Stored records
━━━━━━━━━━━━━━━━

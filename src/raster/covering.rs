//! Supercover ("covering") line rasterization.
//!
//! Walks from cell to cell one axis step at a time, choosing at each step the
//! axis whose next cell boundary the segment crosses first. The comparison is
//! done in integers: with `ix` x-steps and `iy` y-steps taken, the next
//! vertical boundary is at parameter `(1 + 2ix) / 2absx` and the next
//! horizontal one at `(1 + 2iy) / 2absy`, so cross-multiplying gives
//! `(1 + 2ix) * absy < (1 + 2iy) * absx` for "x first". Exact corner hits go
//! to the y axis.

use crate::geometry::{Location, MapId};
use crate::verification_specs::{length_contracts, line_contracts};

/// Stepping state for one traversal.
struct Walker {
    x: i64,
    y: i64,
    ix: i64,
    iy: i64,
    absx: i64,
    absy: i64,
    stepx: i64,
    stepy: i64,
}

impl Walker {
    fn new(start: Location, end: Location) -> Self {
        let dx = i64::from(end.col) - i64::from(start.col);
        let dy = i64::from(end.row) - i64::from(start.row);
        Self {
            x: i64::from(start.col),
            y: i64::from(start.row),
            ix: 0,
            iy: 0,
            absx: dx.abs(),
            absy: dy.abs(),
            stepx: dx.signum(),
            stepy: dy.signum(),
        }
    }

    fn remaining(&self) -> bool {
        self.ix < self.absx || self.iy < self.absy
    }

    fn advance(&mut self) {
        // Step counts reach 2^32 for i32 endpoints, so the products need i128.
        let lhs = i128::from(1 + 2 * self.ix) * i128::from(self.absy);
        let rhs = i128::from(1 + 2 * self.iy) * i128::from(self.absx);
        let x_first = lhs < rhs;
        if x_first {
            self.x += self.stepx;
            self.ix += 1;
        } else {
            self.y += self.stepy;
            self.iy += 1;
        }
    }

    fn cell(&self, map: Option<MapId>) -> Location {
        Location {
            col: self.x as i32,
            row: self.y as i32,
            map,
        }
    }
}

/// Every cell the segment from `start` to `end` passes through.
///
/// Consecutive cells share an edge, so the result has
/// `|dx| + |dy| + 1` cells (`|dx| + |dy| - 1` when `exclusive`).
///
/// # Examples
///
/// ```
/// use tile_lines::geometry::Location;
/// use tile_lines::raster::covering_line;
///
/// let cells = covering_line(Location::new(0, 0), Location::new(3, 1), false);
/// let coords: Vec<(i32, i32)> = cells.iter().map(|c| c.coords()).collect();
/// assert_eq!(coords, [(0, 0), (1, 0), (1, 1), (2, 1), (3, 1)]);
/// ```
pub fn covering_line(start: Location, end: Location, exclusive: bool) -> Vec<Location> {
    if start.coords() == end.coords() {
        return if exclusive { Vec::new() } else { vec![start] };
    }

    let mut walk = Walker::new(start, end);
    let total = (walk.absx + walk.absy) as u64;
    let mut cells = Vec::with_capacity(total as usize + 1);

    if exclusive {
        walk.advance();
    }
    while walk.remaining() {
        cells.push(walk.cell(start.map));
        walk.advance();
    }
    if !exclusive {
        cells.push(walk.cell(start.map));
    }

    debug_assert_eq!(cells.len() as u64, length_contracts::covering_len(total, exclusive));
    debug_assert!(line_contracts::is_four_connected(&cells));
    debug_assert!(line_contracts::respects_endpoints(&cells, start, end, exclusive));
    cells
}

━━━━━━━━━━━━━━━━

Print each line, starting with the one that contains "let lhs = i128::from(1" and ending with the last line of the data, exactly as it stands and with no other lines.

        let lhs = i128::from(1 + 2 * self.ix) * i128::from(self.absy);
        let rhs = i128::from(1 + 2 * self.iy) * i128::from(self.absx);
        let x_first = lhs < rhs;
        if x_first {
            self.x += self.stepx;
            self.ix += 1;
        } else {
            self.y += self.stepy;
            self.iy += 1;
        }
    }

    fn cell(&self, map: Option<MapId>) -> Location {
        Location {
            col: self.x as i32,
            row: self.y as i32,
            map,
        }
    }
}

/// Every cell the segment from `start` to `end` passes through.
///
/// Consecutive cells share an edge, so the result has
/// `|dx| + |dy| + 1` cells (`|dx| + |dy| - 1` when `exclusive`).
///
/// # Examples
///
/// ```
/// use tile_lines::geometry::Location;
/// use tile_lines::raster::covering_line;
///
/// let cells = covering_line(Location::new(0, 0), Location::new(3, 1), false);
/// let coords: Vec<(i32, i32)> = cells.iter().map(|c| c.coords()).collect();
/// assert_eq!(coords, [(0, 0), (1, 0), (1, 1), (2, 1), (3, 1)]);
/// ```
pub fn covering_line(start: Location, end: Location, exclusive: bool) -> Vec<Location> {
    if start.coords() == end.coords() {
        return if exclusive { Vec::new() } else { vec![start] };
    }

    let mut walk = Walker::new(start, end);
    let total = (walk.absx + walk.absy) as u64;
    let mut cells = Vec::with_capacity(total as usize + 1);

    if exclusive {
        walk.advance();
    }
    while walk.remaining() {
        cells.push(walk.cell(start.map));
        walk.advance();
    }
    if !exclusive {
        cells.push(walk.cell(start.map));
    }

    debug_assert_eq!(cells.len() as u64, length_contracts::covering_len(total, exclusive));
    debug_assert!(line_contracts::is_four_connected(&cells));
    debug_assert!(line_contracts::respects_endpoints(&cells, start, end, exclusive));
    cells
}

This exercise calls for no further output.